Student-led innovation is a cornerstone of effective project based learning, but it can be difficult to manage. Using an existing project that has clear goals can provide an excellent foundation on which to innovate. When a student has completed something that works, they have far more confidence to try and fail and try again on an open-ended problem. Starting with a kit or basic project also provides known ways to ensure that key content is included in the student experience. Once the kit has been completed, students can use what they learned to recombine the parts in new and novel ways or add additional parts to the existing kit to demonstrate student-led innovation.

In the classroom in Oakland, the students built DCA’s Scribot (a programmable drawing robot) and then innovated by adding sensors, changing the programming, and designing and building various pieces to make a vehicle that can navigate a model city and perform a municipal function, like raising a fire truck ladder or delivering mail. By adding on to the existing platform students learned to make the project their own-- solving problems of interest to them.

Avoid the path of least resistance

With sophisticated projects come many questions, and there’s no way for one teacher to answer them all. Before students begin the project, they should create a detailed plan for the unknown. What will they do when they don’t know what to do? Where will they get answers? Managing this is key to surviving project-based learning in a middle school classroom.

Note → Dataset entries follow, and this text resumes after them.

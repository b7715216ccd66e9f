//! Auxiliary library
//!
//! Helpers built only on the public embedding API: references, tracebacks,
//! argument checking for native functions, metatable registries and the
//! `tostring` conversion.

use crate::api::REGISTRY_INDEX;
use crate::debug::DebugInfo;
use crate::state::State;
use core_types::{format_float, GcRef, LuaError, LuaResult, LuaType, ThreadRef, Value};
use memory_manager::MULTRET;

/// Reference to `nil`.
pub const REFNIL: i32 = -1;
/// "No reference".
pub const NOREF: i32 = -2;
/// Slot holding the head of the free list of references.
const FREELIST: i64 = 3;

/// Levels shown before the elision in a traceback.
const LEVELS1: usize = 10;
/// Levels shown after the elision.
const LEVELS2: usize = 11;

/// A value's identity, for the `type: 0x...` display form.
fn identity(v: &Value) -> usize {
    let index = match *v {
        Value::String(r) => r.index(),
        Value::Table(r) => r.index(),
        Value::LuaClosure(r) => r.index(),
        Value::NativeClosure(r) => r.index(),
        Value::Userdata(r) => r.index(),
        Value::Thread(r) => r.index(),
        Value::LightNative(id) => id.0,
        Value::LightUserdata(p) => return p,
        _ => 0,
    };
    (usize::from(v.variant_tag()) << 24) | index as usize
}

impl State {
    // ========================================================================
    // References
    // ========================================================================

    /// Pops a value and stores it in the table at `t` under a fresh integer
    /// key, which is returned. `nil` is not stored and gives [`REFNIL`].
    pub fn reference(&mut self, t: i32) -> LuaResult<i32> {
        if self.is_nil(-1) {
            self.pop(1)?;
            return Ok(REFNIL);
        }
        let t = self.abs_index(t);
        let mut r = if self.raw_get_i(t, FREELIST) == LuaType::Nil {
            self.push_integer(0);
            self.raw_set_i(t, FREELIST);
            0
        } else {
            self.to_integer(-1).unwrap_or(0)
        };
        self.pop(1)?;
        if r != 0 {
            // reuse a freed reference
            self.raw_get_i(t, r);
            self.raw_set_i(t, FREELIST);
        } else {
            r = self.raw_len(t) as i64 + 1;
        }
        self.raw_set_i(t, r);
        Ok(r as i32)
    }

    /// Frees reference `r` of the table at `t`.
    pub fn unreference(&mut self, t: i32, r: i32) {
        if r >= 0 {
            let t = self.abs_index(t);
            self.raw_get_i(t, FREELIST);
            self.raw_set_i(t, i64::from(r));
            self.push_integer(i64::from(r));
            self.raw_set_i(t, FREELIST);
        }
    }

    // ========================================================================
    // Tracebacks
    // ========================================================================

    /// Finds a name for the function described by `ar` among the fields
    /// of the loaded modules (`"module.name"`, or just `"name"` for
    /// globals).
    fn global_func_name(&mut self, ar: &DebugInfo) -> Option<String> {
        let mut info = ar.clone();
        self.get_info("f", &mut info);
        let func = self.pop_value();
        let loaded = self.loaded_key();
        let Value::Table(loaded) = self.heap.table_get_str(self.heap.registry, loaded) else {
            return None;
        };
        let mut key = Value::Nil;
        while let Ok(Some((k, module))) = self.heap.table_next(loaded, &key) {
            key = k;
            let (Value::String(modname), Value::Table(module)) = (k, module) else {
                continue;
            };
            let mut field = Value::Nil;
            while let Ok(Some((fk, fv))) = self.heap.table_next(module, &field) {
                field = fk;
                if let Value::String(fname) = fk {
                    if self.heap.raw_equal(&fv, &func) {
                        let modname = self.heap.strings[modname].to_str_lossy();
                        let fname = self.heap.strings[fname].to_str_lossy();
                        return Some(if modname == "_G" {
                            fname.into_owned()
                        } else {
                            format!("{}.{}", modname, fname)
                        });
                    }
                }
            }
        }
        None
    }

    fn describe_function(&mut self, ar: &DebugInfo) -> String {
        if let Some(name) = self.global_func_name(ar) {
            format!("function '{}'", name)
        } else if !ar.name_what.is_empty() {
            format!(
                "{} '{}'",
                ar.name_what,
                ar.name.as_deref().unwrap_or("?")
            )
        } else if ar.what == "main" {
            "main chunk".to_string()
        } else if ar.what != "C" {
            format!(
                "function <{}:{}>",
                ar.short_src,
                ar.line_defined.unwrap_or(0)
            )
        } else {
            "?".to_string()
        }
    }

    /// Pushes a traceback of thread `th` starting at `level`, preceded by
    /// `msg` when given. Very deep stacks show their first and last levels
    /// only.
    pub fn traceback(&mut self, th: ThreadRef, msg: Option<&str>, level: usize) -> LuaResult<()> {
        let last = self.heap.threads[th].ci.saturating_sub(1);
        let mut limit2show: isize = if last.saturating_sub(level) > LEVELS1 + LEVELS2 {
            LEVELS1 as isize
        } else {
            -1
        };
        let mut out = String::new();
        if let Some(msg) = msg {
            out.push_str(msg);
            out.push('\n');
        }
        out.push_str("stack traceback:");
        let mut level = level;
        while let Some(mut ar) = self.get_thread_stack(th, level) {
            level += 1;
            if limit2show == 0 {
                let n = last - level - LEVELS2 + 1;
                out.push_str(&format!("\n\t...\t(skipping {} levels)", n));
                level += n;
            } else {
                self.get_info("Slnt", &mut ar);
                match ar.current_line {
                    Some(line) => out.push_str(&format!("\n\t{}:{}: in ", ar.short_src, line)),
                    None => out.push_str(&format!("\n\t{}: in ", ar.short_src)),
                }
                let name = self.describe_function(&ar);
                out.push_str(&name);
                if ar.is_tail_call {
                    out.push_str("\n\t(...tail calls...)");
                }
            }
            limit2show -= 1;
        }
        self.push_string(&out)?;
        Ok(())
    }

    // ========================================================================
    // Errors
    // ========================================================================

    /// `chunkname:currentline:` of the function at `level`, or an empty
    /// string when it has no line information.
    pub fn where_(&mut self, level: usize) -> String {
        if let Some(mut ar) = self.get_stack(level) {
            self.get_info("Sl", &mut ar);
            if let Some(line) = ar.current_line {
                return format!("{}:{}:", ar.short_src, line);
            }
        }
        String::new()
    }

    /// Raises `msg` prefixed with the position of the calling Lua code.
    pub fn error_message(&mut self, msg: impl AsRef<str>) -> LuaError {
        let text = format!("{}{}", self.where_(1), msg.as_ref());
        let s = self.heap.new_str(&text);
        self.push_value(Value::String(s));
        self.error()
    }

    /// Raises "bad argument #arg to 'f' (extramsg)".
    pub fn arg_error(&mut self, arg: i32, extramsg: &str) -> LuaError {
        let Some(mut ar) = self.get_stack(0) else {
            return self.error_message(format!("bad argument #{} ({})", arg, extramsg));
        };
        self.get_info("n", &mut ar);
        let mut arg = arg;
        if ar.name_what == "method" {
            arg -= 1;
            if arg == 0 {
                return self.error_message(format!(
                    "calling '{}' on bad self ({})",
                    ar.name.as_deref().unwrap_or("?"),
                    extramsg
                ));
            }
        }
        let name = match ar.name.clone() {
            Some(name) => name,
            None => self.global_func_name(&ar).unwrap_or_else(|| "?".to_string()),
        };
        self.error_message(format!("bad argument #{} to '{}' ({})", arg, name, extramsg))
    }

    /// Raises "`tname` expected, got `type`" for argument `arg`.
    pub fn type_error_arg(&mut self, arg: i32, tname: &str) -> LuaError {
        let actual = match self.get_metafield(arg, "__name") {
            Some(LuaType::String) => {
                let name = self.to_str(-1).unwrap_or_default();
                self.pop_value();
                name
            }
            Some(_) => {
                self.pop_value();
                self.type_name_at(arg).to_string()
            }
            None if self.type_of(arg) == Some(LuaType::LightUserdata) => {
                "light userdata".to_string()
            }
            None => self.type_name_at(arg).to_string(),
        };
        self.arg_error(arg, &format!("{} expected, got {}", tname, actual))
    }

    /// Integer argument `arg`.
    pub fn check_integer(&mut self, arg: i32) -> LuaResult<i64> {
        match self.to_integer(arg) {
            Some(i) => Ok(i),
            None if self.is_number(arg) => {
                Err(self.arg_error(arg, "number has no integer representation"))
            }
            None => Err(self.type_error_arg(arg, "number")),
        }
    }

    /// Optional integer argument `arg`.
    pub fn opt_integer(&mut self, arg: i32, default: i64) -> LuaResult<i64> {
        if self.is_none_or_nil(arg) {
            Ok(default)
        } else {
            self.check_integer(arg)
        }
    }

    /// Number argument `arg`.
    pub fn check_number(&mut self, arg: i32) -> LuaResult<f64> {
        match self.to_number(arg) {
            Some(n) => Ok(n),
            None => Err(self.type_error_arg(arg, "number")),
        }
    }

    /// String argument `arg` (numbers are converted).
    pub fn check_bytes(&mut self, arg: i32) -> LuaResult<Vec<u8>> {
        match self.to_bytes(arg) {
            Some(b) => Ok(b),
            None => Err(self.type_error_arg(arg, "string")),
        }
    }

    /// Argument `arg` must have type `ty`.
    pub fn check_type(&mut self, arg: i32, ty: LuaType) -> LuaResult<()> {
        if self.type_of(arg) == Some(ty) {
            Ok(())
        } else {
            Err(self.type_error_arg(arg, ty.name()))
        }
    }

    /// Argument `arg` must be present.
    pub fn check_any(&mut self, arg: i32) -> LuaResult<()> {
        if self.is_none(arg) {
            Err(self.arg_error(arg, "value expected"))
        } else {
            Ok(())
        }
    }

    // ========================================================================
    // Metatables
    // ========================================================================

    /// Pushes the registry metatable named `tname`, creating it (with a
    /// `__name` field) when missing. Returns whether it was created.
    pub fn new_metatable(&mut self, tname: &str) -> LuaResult<bool> {
        if self.get_field(REGISTRY_INDEX, tname)? != LuaType::Nil {
            return Ok(false);
        }
        self.pop(1)?;
        self.create_table(0, 2)?;
        self.push_string(tname)?;
        self.set_field(-2, "__name")?;
        self.push_copy(-1);
        self.set_field(REGISTRY_INDEX, tname)?;
        Ok(true)
    }

    /// Pushes field `event` of the metatable of the value at `obj`, if the
    /// value has a metatable with that field.
    pub fn get_metafield(&mut self, obj: i32, event: &str) -> Option<LuaType> {
        let v = self.value_at(obj);
        let mt = self.heap.metatable_of(&v)?;
        let key = self.heap.new_str(event);
        let field = self.heap.table_get_str(mt, key);
        if field.is_nil() {
            return None;
        }
        self.push_value(field);
        Some(field.lua_type())
    }

    /// Calls metamethod `event` of the value at `obj` with the value as its
    /// only argument, pushing one result. Returns `false` when there is no
    /// such metamethod.
    pub fn call_meta(&mut self, obj: i32, event: &str) -> LuaResult<bool> {
        let obj = self.abs_index(obj);
        if self.get_metafield(obj, event).is_none() {
            return Ok(false);
        }
        self.push_copy(obj);
        self.call(1, 1)?;
        Ok(true)
    }

    /// Length of the value at `idx` as an integer, honouring `__len`.
    pub fn length(&mut self, idx: i32) -> LuaResult<i64> {
        self.len(idx)?;
        let n = self.to_integer(-1);
        self.pop(1)?;
        match n {
            Some(n) => Ok(n),
            None => Err(self.error_message("object length is not an integer")),
        }
    }

    /// Converts the value at `idx` to its display string, honouring
    /// `__tostring` and `__name`. The string is also pushed.
    pub fn to_display_string(&mut self, idx: i32) -> LuaResult<String> {
        let idx = self.abs_index(idx);
        if self.call_meta(idx, "__tostring")? {
            if !matches!(self.value_at(-1), Value::String(_)) {
                return Err(self.error_message("'__tostring' must return a string"));
            }
        } else {
            let v = self.value_at(idx);
            match v {
                Value::Integer(i) => {
                    self.push_string(&i.to_string())?;
                }
                Value::Float(f) => {
                    self.push_string(&format_float(f))?;
                }
                Value::String(_) => self.push_copy(idx),
                Value::Boolean(b) => {
                    self.push_string(if b { "true" } else { "false" })?;
                }
                Value::Nil => {
                    self.push_string("nil")?;
                }
                _ => {
                    let kind = match self.get_metafield(idx, "__name") {
                        Some(LuaType::String) => {
                            let name = self.to_str(-1).unwrap_or_default();
                            self.pop_value();
                            name
                        }
                        Some(_) => {
                            self.pop_value();
                            v.type_name().to_string()
                        }
                        None => v.type_name().to_string(),
                    };
                    self.push_string(&format!("{}: 0x{:08x}", kind, identity(&v)))?;
                }
            }
        }
        Ok(self.to_str(-1).unwrap_or_default())
    }

    /// Runs the function on top of the stack in protected mode with a
    /// traceback message handler, the way a host front end runs a chunk.
    pub fn call_with_traceback(&mut self, nargs: usize) -> core_types::Status {
        fn handler(state: &mut State) -> LuaResult<usize> {
            let msg = match state.to_str(1) {
                Some(msg) => msg,
                None => state.to_display_string(1)?,
            };
            let th = state.running();
            state.traceback(th, Some(&msg), 1)?;
            Ok(1)
        }
        let base = self.get_top() - nargs as i32;
        self.push_native(handler);
        self.insert(base);
        let status = self.pcall(nargs, MULTRET, base);
        let _ = self.remove(base);
        status
    }
}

I asked students to create at least three detailed examples of ways they could solve the problem they were facing before I would give them an answer. Often the very act of writing down the problem will give them a clue to the answer they are seeking. Giving the students more responsibility for problem solving enriches the learning experience and makes the classroom much easier to manage.

Distribute the leadership

Giving students who demonstrate course competency and maturity the chance to be a leader and help other students can make a big difference in what students learn and how engaged they are in the project. A few weeks into the project it should be clear which students have competency to help their peers. I made our student leadership roles optional, but I also made sure they saw it as a privilege. Student leaders should understand that their role is to guide other students to the answer, but not simply provide the answer. Our students helped their peers with everything from how to set up their digital portfolio to how to code and wire their robot.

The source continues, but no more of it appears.